Mission en enfer, film de Frédéric Gonseth

Mission en enfer, film de Frédéric Gonseth

Depuis plusieurs années, Frédéric Gonseth a recueilli des témoignages au sujet de la Suisse pendant la Seconde Guerre mondiale. Ses films permettent d’entendre les voix d’hommes et de femmes qui avaient été raflés en Ukraine et dans d’autres pays occupés par les nazis et qui avaient été forcés de travailler dans des entreprises suisses installées en Allemagne. Leurs histoires ont pu ainsi être intégrées dans une perspective renouvelée et critique sur l’histoire suisse.


En 2003, Gonseth revient sur les expériences vécues par les membres des missions sanitaires suisses envoyées sur le Front de l’Est de 1941 à 1943. Il rappelle que l’Ambassadeur de Suisse à Berlin, Hans Frölicher, et le médecin Eugen Bircher ont été les initiateurs du «Comité d’actions de secours sous le patronage de la Croix-Rouge Suisse». Il s’agissait d’envoyer des médecins, des infirmières et du personne sanitaire sur le front allemand face à l’URSS. En fait, les membres de ces missions furent soumis aux lois et aux règlements militaires allemands et ils ne purent pratiquement jamais secourir des victimes russes. Les autorités allemandes (diplomates, dirigeants de la Croix-Rouge nazifiée, chefs militaires) se félicitèrent de cette contribution suisse, tout en prenant garde à ce qu’aucune information préjudiciable au IIIe Reich ne puisse ainsi circuler en Suisse ou ailleurs.

Des révélations

Il est remarquable de constater la richesse et la variété des documents (films, photographies, journaux personnels) qui ont été conservés en secret et que ce film permet enfin de publier. Des scènes parfois insoutenables ont été vécues par ces personnes qui ont gardé le silence pendant des décennies. Des informations concordantes et précises permettent de reconstituer l’ampleur des massacres commis contre les populations russes et juives en particulier. Des membres de la mission visitent horrifiés le ghetto de Varsovie. Ces faits connus à Berne n’entraînent pas de changements: non seulement la politique restrictive est renforcée par la fermeture des frontières en 1942 et les membres des missions qui diffusent des informations encourent des sanctions comme Rudolf Bucher. Il est regrettable que Bucher et d’autres témoins essentiels soient décédés avant que Gonseth n’entame ses recherches.

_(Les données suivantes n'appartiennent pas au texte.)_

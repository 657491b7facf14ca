// SPDX-License-Identifier: PolyForm-Noncommercial-1.0.0
// Copyright (c) 2025 Sylvex. All rights reserved.

//! Modbus TCP (MBAP) frame boundary detection.
//!
//! A Modbus TCP frame starts with a 6-byte prefix: transaction identifier
//! (2 bytes), protocol identifier (2 bytes) and a big-endian length field
//! (2 bytes) counting the unit identifier plus PDU that follow. The codec
//! is purely a boundary detector: it finds where one frame ends and the
//! next begins, and never validates function codes, unit id ranges or
//! payload contents. Transaction identifiers pass through untouched.
//!
//! [`FrameCodec`] works on a growing [`BytesMut`] buffer;
//! [`FrameReader`] drives it over any [`AsyncRead`] stream.

use bytes::{Bytes, BytesMut};
use tokio::io::{AsyncRead, AsyncReadExt};

use crate::error::FrameError;

// =============================================================================
// Constants
// =============================================================================

/// Bytes preceding the length-counted portion of a frame
/// (transaction id + protocol id + length field).
pub const MBAP_PREFIX_LEN: usize = 6;

/// Maximum total frame size per the Modbus TCP specification (260-byte ADU).
pub const MAX_FRAME_LEN: usize = 260;

/// Maximum value of the length field (unit id + PDU).
pub const MAX_LENGTH_FIELD: usize = MAX_FRAME_LEN - MBAP_PREFIX_LEN;

// =============================================================================
// FrameHeader
// =============================================================================

/// Decoded MBAP header fields, used for logging and diagnostics only.
///
/// The proxy never mutates any of these; frames are relayed verbatim.
#[derive(Debug, Clone, Copy, PartialEq, Eq)]
pub struct FrameHeader {
    /// Transaction identifier, echoed from request to response.
    pub transaction_id: u16,
    /// Protocol identifier, 0 for Modbus.
    pub protocol_id: u16,
    /// Byte count of unit id + PDU.
    pub length: u16,
    /// Unit (slave) identifier.
    pub unit_id: u8,
}

impl FrameHeader {
    /// Parses the header of a complete frame.
    ///
    /// Returns `None` if fewer than 7 bytes are given.
    pub fn parse(frame: &[u8]) -> Option<Self> {
        if frame.len() < MBAP_PREFIX_LEN + 1 {
            return None;
        }
        Some(Self {
            transaction_id: u16::from_be_bytes([frame[0], frame[1]]),
            protocol_id: u16::from_be_bytes([frame[2], frame[3]]),
            length: u16::from_be_bytes([frame[4], frame[5]]),
            unit_id: frame[6],
        })
    }
}

// =============================================================================
// FrameCodec
// =============================================================================

/// Stateless MBAP boundary detector over a byte buffer.
#[derive(Debug, Default)]
pub struct FrameCodec;

impl FrameCodec {
    /// Extracts one complete frame from the front of `buf`, if present.
    ///
    /// Returns `Ok(None)` when more bytes are needed. On success the frame
    /// bytes are removed from the buffer. A declared length of zero or one
    /// exceeding [`MAX_LENGTH_FIELD`] is a [`FrameError`]; the hosting
    /// connection must be torn down and no further frames attempted on it.
    pub fn decode(buf: &mut BytesMut) -> Result<Option<Bytes>, FrameError> {
        if buf.len() < MBAP_PREFIX_LEN {
            return Ok(None);
        }

        let declared = u16::from_be_bytes([buf[4], buf[5]]) as usize;
        if declared == 0 {
            return Err(FrameError::ZeroLength);
        }
        if declared > MAX_LENGTH_FIELD {
            return Err(FrameError::Oversized {
                declared,
                max: MAX_LENGTH_FIELD,
            });
        }

        let total = MBAP_PREFIX_LEN + declared;
        if buf.len() < total {
            return Ok(None);
        }
        Ok(Some(buf.split_to(total).freeze()))
    }

    /// Returns the total frame size a buffered prefix declares, if the
    /// prefix is complete and sane.
    fn expected_len(buf: &[u8]) -> Option<usize> {
        if buf.len() < MBAP_PREFIX_LEN {
            return None;
        }
        let declared = u16::from_be_bytes([buf[4], buf[5]]) as usize;
        Some(MBAP_PREFIX_LEN + declared)
    }
}

// =============================================================================
// FrameReader
// =============================================================================

/// Reads complete Modbus TCP frames from an async byte stream.
///
/// Bytes are accumulated in an internal buffer, so the stream may deliver
/// data in arbitrary chunks (including one byte at a time) and frames are
/// still reconstructed exactly.
pub struct FrameReader<R> {
    stream: R,
    buf: BytesMut,
}

impl<R: AsyncRead + Unpin> FrameReader<R> {
    /// Wraps a stream in a frame reader.
    pub fn new(stream: R) -> Self {
        Self {
            stream,
            buf: BytesMut::with_capacity(MAX_FRAME_LEN),
        }
    }

    /// Reads exactly one complete frame.
    ///
    /// Returns `Ok(None)` on a clean end of stream at a frame boundary
    /// (the peer closed between frames). End of stream in the middle of a
    /// frame yields [`FrameError::Truncated`].
    pub async fn read_frame(&mut self) -> Result<Option<Bytes>, FrameError> {
        loop {
            if let Some(frame) = FrameCodec::decode(&mut self.buf)? {
                return Ok(Some(frame));
            }

            let n = self.stream.read_buf(&mut self.buf).await?;
            if n == 0 {
                if self.buf.is_empty() {
                    return Ok(None);
                }
                let want = FrameCodec::expected_len(&self.buf).unwrap_or(MBAP_PREFIX_LEN);
                return Err(FrameError::Truncated {
                    got: self.buf.len(),
                    want,
                });
            }
        }
    }

    /// Returns a mutable reference to the underlying stream.
    ///
    /// Used to write on bidirectional streams without splitting them.
    pub fn get_mut(&mut self) -> &mut R {
        &mut self.stream
    }
}

impl<R> std::fmt::Debug for FrameReader<R> {
    fn fmt(&self, f: &mut std::fmt::Formatter<'_>) -> std::fmt::Result {
        f.debug_struct("FrameReader")
            .field("buffered", &self.buf.len())
            .finish()
    }
}

// =============================================================================
// Tests
// =============================================================================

Plusieurs témoins expriment leurs déceptions: en partant vers l’Est, ils espéraient apporter une aide humanitaire en restant neutres. En fait, ils ont été intégrés dans les rouages de la machine guerrière du IIIe Reich et ont assisté impuissants aux pratiques génocidaires.


Parmi les témoignages poignants, il ressort en particulier celui d’un participant qui ne peut retenir ces larmes en racontant l’immense déception ressentie à son retour: lors de la réception par les notables zurichois, pendant les conversations autour d’une table bien garnie, le contraste est flagrant entre des personnes qui ont été témoins de scènes épouvantables et celles qui, restées en Suisse, n’hésitent pas à souligner les effets du rationnement alimentaire. Les plaintes de ceux qui disaient manquer de beurre en Suisse restent insupportables pour quelqu’un qui a été un témoin direct des ravages de la guerre mondiale.

Quelques oublis…

On peut regretter que le rôle et les intentions des organisateurs de ces missions sanitaires ne soient évoquées qu’en quelques minutes. Certes, tous les instigateurs de ces missions sont décédés et seules les moins âgées (et les moins gradées dans la hiérarchie à l’époque) sont encore en vie et acceptent aujourd’hui témoigner. En associant ces témoignages avec les résultats des récentes recherches, il aurait été possible de donner davantage d’éléments décisifs. C’est ainsi que Bircher fut fondateur en 1918 d’une organisation patriotique des «gardes civiques» en réaction à la grève générale. Farouchement anticommuniste, complaisant face au nazisme, il fut conseiller national PAB (actuelle UDC), de 1942 à 1955.


La chronologie et le contexte ne sont pas indifférents. En été 1941, quelques semaines après l’attaque allemande contre l’URSS, le Conseil fédéral a signé un accord économique avec le IIIe Reich qui prévoit notamment un financement par la Confédération elle-même des exportations vers l’Allemagne. Matériel de guerre et autres produits du savoir-faire helvétique étaient fort prisés par les Allemands. Parmi les personnalités qui jouèrent un rôle primordial dans l’approbation de cet accord, Peter Vieli, diplomate devenu directeur général du Crédit Suisse, joue un rôle important. C’est lui qui se charge de récolter des fonds privés qui financent les missions sanitaires. Il deviendra ambassadeur de Suisse à Rome afin de remplacer un représentant suisse devenu «persona non grata» aux yeux du régime fasciste.


Autre exemple, Heinrich Rothmund, l’un des responsables de la politique restrictive face aux réfugiés et aux victimes des nazis, n’est même pas mentionné dans le film. Or, il fut en 1941 l’un des initiateurs de ces missions. Les décisions de 1942 sont rappelées, mais sans être replacées dans un contexte plus large.


Malgré ces quelques réserves, il faut souligne que ce film important permet à la fois de saisir les horreurs de la guerre et l’abomination des pratiques génocidaires du IIIe Reich, tout en s’interrogeant sur les activités de la Suisse et des Suisses dans ce contexte.